Commit Graph

83 Commits

Author SHA1 Message Date
Christoph Lameter
2b71244285 percpu: Generic this_cpu_cmpxchg() and this_cpu_xchg support
Generic code to provide new per cpu atomic features

	this_cpu_cmpxchg
	this_cpu_xchg

Fallback occurs to functions using interrupts disable/enable
to ensure correct per cpu atomicity.

Fallback to regular cmpxchg and xchg is not possible since per cpu atomic
semantics include the guarantee that the current cpus per cpu data is
accessed atomically. Use of regular cmpxchg and xchg requires the
determination of the address of the per cpu data before regular cmpxchg
or xchg which therefore cannot be atomically included in an xchg or
cmpxchg without segment override.

tj: - Relocated new ops to conform better to the general organization.
    - This patch contains a trivial comment fix.

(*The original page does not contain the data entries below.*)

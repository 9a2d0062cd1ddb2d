use std::collections::HashMap;

use crate::{
    error::Error,
    schema::{ColumnMeta, ScalarType, SchemaIntrospector},
};

/// A statically declared table definition for [`MemorySchema`].
#[derive(Debug, Clone, Default)]
pub struct TableDef {
    primary_key: Vec<String>,
    columns: HashMap<String, ColumnMeta>,
}

impl TableDef {
    #[must_use]
    pub fn new() -> Self {
        Self::default()
    }

    /// Declare a column. Key columns must additionally be named via
    /// [`Self::primary_key`].
    #[must_use]
    pub fn column(mut self, name: &str, scalar_type: ScalarType, auto_increment: bool) -> Self {
        self.columns.insert(
            name.to_string(),
            ColumnMeta {
                scalar_type,
                auto_increment,
            },
        );
        self
    }

    /// Append a column to the declared primary key.
    #[must_use]
    pub fn primary_key(mut self, column: &str) -> Self {
        self.primary_key.push(column.to_string());
        self
    }
}

/// An in-memory [`SchemaIntrospector`] backed by declared table
/// definitions instead of a live connection.
///
/// Useful both as a test double and for schemas known ahead of time where
/// a metadata round-trip per bind is unwanted.
#[derive(Debug, Clone, Default)]
pub struct MemorySchema {
    tables: HashMap<String, TableDef>,
}

impl MemorySchema {
    #[must_use]
    pub fn new() -> Self {
        Self::default()
    }

    #[must_use]
    pub fn with_table(mut self, name: &str, table: TableDef) -> Self {
        self.tables.insert(name.to_string(), table);
        self
    }

    fn table(&self, table: &str) -> Result<&TableDef, Error> {
        self.tables
            .get(table)
            .ok_or_else(|| Error::MissingTable(table.to_string()))
    }
}

impl SchemaIntrospector for MemorySchema {
    async fn table_exists(&self, table: &str) -> Result<bool, Error> {
        Ok(self.tables.contains_key(table))
    }

    async fn primary_key_columns(&self, table: &str) -> Result<Vec<String>, Error> {
        Ok(self.table(table)?.primary_key.clone())
    }

    async fn column_meta(&self, table: &str, column: &str) -> Result<ColumnMeta, Error> {
        self.table(table)?
            .columns
            .get(column)
            .copied()
            .ok_or_else(|| Error::UnsupportedSchema {
                table: table.to_string(),
                reason: format!("column `{column}` is not declared"),
            })
    }
}
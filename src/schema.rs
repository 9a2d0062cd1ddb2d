pub mod live;
pub mod memory;

use serde::{Deserialize, Serialize};

use crate::error::Error;

/// Coarse classification of a column's declared SQL type, as far as key
/// derivation cares about it.
#[derive(Debug, Clone, Copy, PartialEq, Eq, Serialize, Deserialize)]
pub enum ScalarType {
    Integer,
    Float,
    Text,
    Boolean,
    Other,
}

/// Schema metadata for a single column.
#[derive(Debug, Clone, Copy, PartialEq, Eq)]
pub struct ColumnMeta {
    pub scalar_type: ScalarType,
    pub auto_increment: bool,
}

/// Reports live database structure: which tables exist, their primary keys
/// and column declarations.
///
/// One introspector is scoped to one connection; connection selection
/// happens when the introspector is constructed, not per call. Binds
/// re-read metadata through this trait every time, nothing is cached.
#[allow(async_fn_in_trait)]
pub trait SchemaIntrospector {
    /// Whether the named table exists in this connection's schema.
    async fn table_exists(&self, table: &str) -> Result<bool, Error>;

    /// The declared primary key columns of the table, in declaration
    /// order. Empty when the table has no primary key.
    async fn primary_key_columns(&self, table: &str) -> Result<Vec<String>, Error>;

    /// Type and auto-increment metadata for one column of the table.
    async fn column_meta(&self, table: &str, column: &str) -> Result<ColumnMeta, Error>;
}
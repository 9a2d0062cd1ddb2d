use sqlparser::{
    ast::Statement,
    dialect::SQLiteDialect,
    parser::{Parser, ParserError},
};

use crate::schema::SqlTable;

/// Parse a single `CREATE TABLE` statement into an [`SqlTable`].
///
/// # Errors
///
/// If the input is not valid SQL, or contains no `CREATE TABLE` statement.
pub fn parse_create_table(query: &str) -> Result<SqlTable, ParserError> {
    let ast = Parser::parse_sql(&SQLiteDialect {}, query)?;

    let create_table = ast
        .iter()
        .find_map(|e| {
            if let Statement::CreateTable(statement) = e {
                Some(statement)
            } else {
                None
            }
        })
        .ok_or_else(|| {
            ParserError::ParserError("input contains no CREATE TABLE statement".to_string())
        })?;

    Ok(create_table.into())
}

#[cfg(test)]
mod test {
    use super::parse_create_table;

    #[test]
    fn test_create_table() {
        let query = "CREATE TABLE `widgets`(
          `widget_id` INTEGER NOT NULL PRIMARY KEY,
          `name` TEXT NOT NULL,
          `weight` REAL
        )";

        let parsed = parse_create_table(query).expect("Failed to parse query");

        assert_eq!(parsed.name, "widgets");
        assert_eq!(parsed.primary_key, vec!["widget_id".to_string()]);

        let key = parsed.find_column("widget_id").expect("Missing key column");
        assert!(key.is_integer_type());
        assert!(!key.is_text_type());

        let name = parsed.find_column("name").expect("Missing name column");
        assert!(name.is_text_type());
    }

    #[test]
    fn test_text_primary_key() {
        let query = "CREATE TABLE tags(
          slug VARCHAR(64) NOT NULL PRIMARY KEY,
          label TEXT
        )";

        let parsed = parse_create_table(query).expect("Failed to parse query");

        assert_eq!(parsed.primary_key, vec!["slug".to_string()]);
        assert!(
            parsed
                .find_column("slug")
                .is_some_and(crate::schema::SqlColumn::is_text_type)
        );
    }

    #[test]
    fn test_composite_primary_key_constraint() {
        let query = "CREATE TABLE memberships(
          user_id INTEGER NOT NULL,
          group_id INTEGER NOT NULL,
          PRIMARY KEY (user_id, group_id)
        )";

        let parsed = parse_create_table(query).expect("Failed to parse query");

        assert_eq!(
            parsed.primary_key,
            vec!["user_id".to_string(), "group_id".to_string()]
        );
    }

    #[test]
    fn test_no_primary_key() {
        let query = "CREATE TABLE log_lines(line TEXT)";

        let parsed = parse_create_table(query).expect("Failed to parse query");

        assert!(parsed.primary_key.is_empty());
    }

    #[test]
    fn test_not_a_create_table() {
        assert!(parse_create_table("SELECT 1").is_err());
    }
}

Signed-off-by: Christoph Lameter <cl@linux.com>
Signed-off-by: Tejun Heo <tj@kernel.org>
2010-12-18 15:54:04 +01:00
Tejun Heo
403047754c percpu,x86: relocate this_cpu_add_return() and friends
- include/linux/percpu.h: this_cpu_add_return() and friends were
  located next to __this_cpu_add_return().  However, the overall
  organization is to first group by preemption safeness.  Relocate
  this_cpu_add_return() and friends to preemption-safe area.

- arch/x86/include/asm/percpu.h: Relocate percpu_add_return_op() after
  other more basic operations.  Relocate [__]this_cpu_add_return_8()
  so that they're first grouped by preemption safeness.

Signed-off-by: Tejun Heo <tj@kernel.org>
Cc: Christoph Lameter <cl@linux.com>
2010-12-17 16:13:22 +01:00
Christoph Lameter
a663ffff1d percpu: Generic support for this_cpu_add, sub, dec, inc_return
Introduce generic support for this_cpu_add_return etc.

The fallback is to realize these operations with simpler __this_cpu_ops.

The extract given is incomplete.